*DIRECTIONS FOR THIS TASK:* Set down exactly the lines below, starting at the one that contains "pub const EN_BTN_APPLY: &str" and ending at the one that contains "pub const EN_LABEL_RECORD_TYPE: &str", with both of those lines included and nothing else.

(Stored entries)
————

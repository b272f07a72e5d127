// Central place for UI strings and other non-localized constants.
// Keep these out of gui.rs and the editing modules to reduce duplication.

// English UI strings (EN_ prefix to make future localization easier)
pub const EN_APP_TITLE: &str = "NDEFED: NDEF Record Editor";

pub const EN_BTN_NEW: &str = "New";
pub const EN_BTN_OPEN: &str = "Open...";
pub const EN_BTN_SAVE_AS: &str = "Save As...";
pub const EN_BTN_ABOUT: &str = "About";
pub const EN_BTN_TOGGLE_THEME: &str = "Theme";
pub const EN_BTN_UNDO: &str = "Undo";
pub const EN_BTN_REDO: &str = "Redo";
pub const EN_BTN_CHANGES: &str = "Changes";
pub const EN_BTN_ADD_RECORD: &str = "Add";
pub const EN_BTN_REMOVE_RECORD: &str = "Remove";
pub const EN_BTN_ADD_ITEM: &str = "+";
pub const EN_BTN_REMOVE_ITEM: &str = "-";
pub const EN_BTN_LOAD_FILE: &str = "Load...";
pub const EN_BTN_APPLY: &str = "Apply";
pub const EN_BTN_CLEAR: &str = "Clear";

pub const EN_WINDOW_ABOUT: &str = "About";
pub const EN_WINDOW_CHANGES: &str = "Changes";

pub const EN_ABOUT_HEADING: &str = "NDEFED: NDEF Record Editor";
pub const EN_ABOUT_VERSION: &str = "Version:";
pub const EN_ABOUT_SHORTCUTS: &str = "Shortcuts:";
pub const EN_ABOUT_SHORTCUT_UNDO: &str = "- Ctrl+Z: Undo";
pub const EN_ABOUT_SHORTCUT_REDO: &str = "- Ctrl+Y / Ctrl+Shift+Z: Redo";

pub const EN_HOME_HEADING: &str = "NDEFED: NDEF Record Editor";
pub const EN_HOME_HINT: &str = "Open a record document or start a new one.";
pub const EN_SELECT_RECORD_HINT: &str = "Select a record on the left.";

pub const EN_HEADING_RECORDS: &str = "Records";
pub const EN_COL_NUMBER: &str = "#";
pub const EN_COL_CHANGE: &str = "Change";
pub const EN_CHANGES_NONE: &str = "No changes yet.";

pub const EN_PREFIX_UNDO: &str = "Undo:";
pub const EN_PREFIX_REDO: &str = "Redo:";
pub const EN_LABEL_ERROR: &str = "Error:";
pub const EN_LABEL_RECORD_TYPE: &str = "Type:";
pub const EN_LABEL_RECORDS_COUNT: &str = "records:";
pub const EN_LABEL_CHANGES_COUNT: &str = "changes:";
pub const EN_BADGE_DIRTY: &str = "modified";

pub const EN_ERR_NO_RECORD: &str = "Could not locate the selected record.";

pub const EN_FILTER_DOCUMENT: &str = "NDEF Record Document";
pub const EN_FILTER_ALL_FILES: &str = "All Files";
pub const EN_UNTITLED_DOCUMENT: &str = "untitled.ndef.json5";

// Record type labels
pub const EN_RECORD_ALTERNATIVE_CARRIER: &str = "Alternative Carrier Record";
pub const EN_RECORD_TEXT: &str = "Text Record";
pub const EN_RECORD_URI: &str = "URI Record";
pub const EN_RECORD_ACTION: &str = "Action Record";
pub const EN_RECORD_MIME: &str = "MIME Record";

// Tree node labels
pub const EN_NODE_CARRIER_POWER_STATE: &str = "Carrier power state";
pub const EN_NODE_CARRIER_DATA_REFERENCE: &str = "Carrier data reference";
pub const EN_NODE_AUXILIARY_DATA_REFERENCES: &str = "Auxiliary data references";
pub const EN_NODE_AUXILIARY_DATA_REFERENCE: &str = "Auxiliary data reference";
pub const EN_NODE_ENCODING: &str = "Encoding";
pub const EN_NODE_LOCALE: &str = "Locale";
pub const EN_NODE_TEXT: &str = "Text";
pub const EN_NODE_URI: &str = "URI";
pub const EN_NODE_ACTION: &str = "Action";
pub const EN_NODE_CONTENT_TYPE: &str = "Content type";
pub const EN_NODE_CONTENT: &str = "Content";
pub const EN_NODE_CONTENT_FILE: &str = "Content file";

// Choice labels
pub const EN_CHOICE_UNSET: &str = "-";
pub const PRESENT_OR_NOT: [&str; 2] = ["Not present", "Present"];

// Record document field names
pub const DOC_FIELD_RECORDS: &str = "records";
pub const DOC_FIELD_TYPE: &str = "type";
pub const DOC_FIELD_KEY: &str = "key";
pub const DOC_FIELD_CARRIER_POWER_STATE: &str = "carrierPowerState";
pub const DOC_FIELD_CARRIER_DATA_REFERENCE: &str = "carrierDataReference";
pub const DOC_FIELD_AUXILIARY_DATA_REFERENCES: &str = "auxiliaryDataReferences";
pub const DOC_FIELD_ENCODING: &str = "encoding";
pub const DOC_FIELD_LOCALE: &str = "locale";
pub const DOC_FIELD_TEXT: &str = "text";
pub const DOC_FIELD_URI: &str = "uri";
pub const DOC_FIELD_ACTION: &str = "action";
pub const DOC_FIELD_CONTENT_TYPE: &str = "contentType";
pub const DOC_FIELD_CONTENT: &str = "content";

pub const DOCUMENT_EXTENSIONS: [&str; 3] = ["json", "json5", "gz"];

/// Maximum number of operations kept on the undo stack.
pub const HISTORY_LIMIT: usize = 100;

pub const NL_LF: &str = "\n";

————

*THE ANSWER:*
pub const EN_BTN_APPLY: &str = "Apply";
pub const EN_BTN_CLEAR: &str = "Clear";

pub const EN_WINDOW_ABOUT: &str = "About";
pub const EN_WINDOW_CHANGES: &str = "Changes";

pub const EN_ABOUT_HEADING: &str = "NDEFED: NDEF Record Editor";
pub const EN_ABOUT_VERSION: &str = "Version:";
pub const EN_ABOUT_SHORTCUTS: &str = "Shortcuts:";
pub const EN_ABOUT_SHORTCUT_UNDO: &str = "- Ctrl+Z: Undo";
pub const EN_ABOUT_SHORTCUT_REDO: &str = "- Ctrl+Y / Ctrl+Shift+Z: Redo";

pub const EN_HOME_HEADING: &str = "NDEFED: NDEF Record Editor";
pub const EN_HOME_HINT: &str = "Open a record document or start a new one.";
pub const EN_SELECT_RECORD_HINT: &str = "Select a record on the left.";

pub const EN_HEADING_RECORDS: &str = "Records";
pub const EN_COL_NUMBER: &str = "#";
pub const EN_COL_CHANGE: &str = "Change";
pub const EN_CHANGES_NONE: &str = "No changes yet.";

pub const EN_PREFIX_UNDO: &str = "Undo:";
pub const EN_PREFIX_REDO: &str = "Redo:";
pub const EN_LABEL_ERROR: &str = "Error:";
pub const EN_LABEL_RECORD_TYPE: &str = "Type:";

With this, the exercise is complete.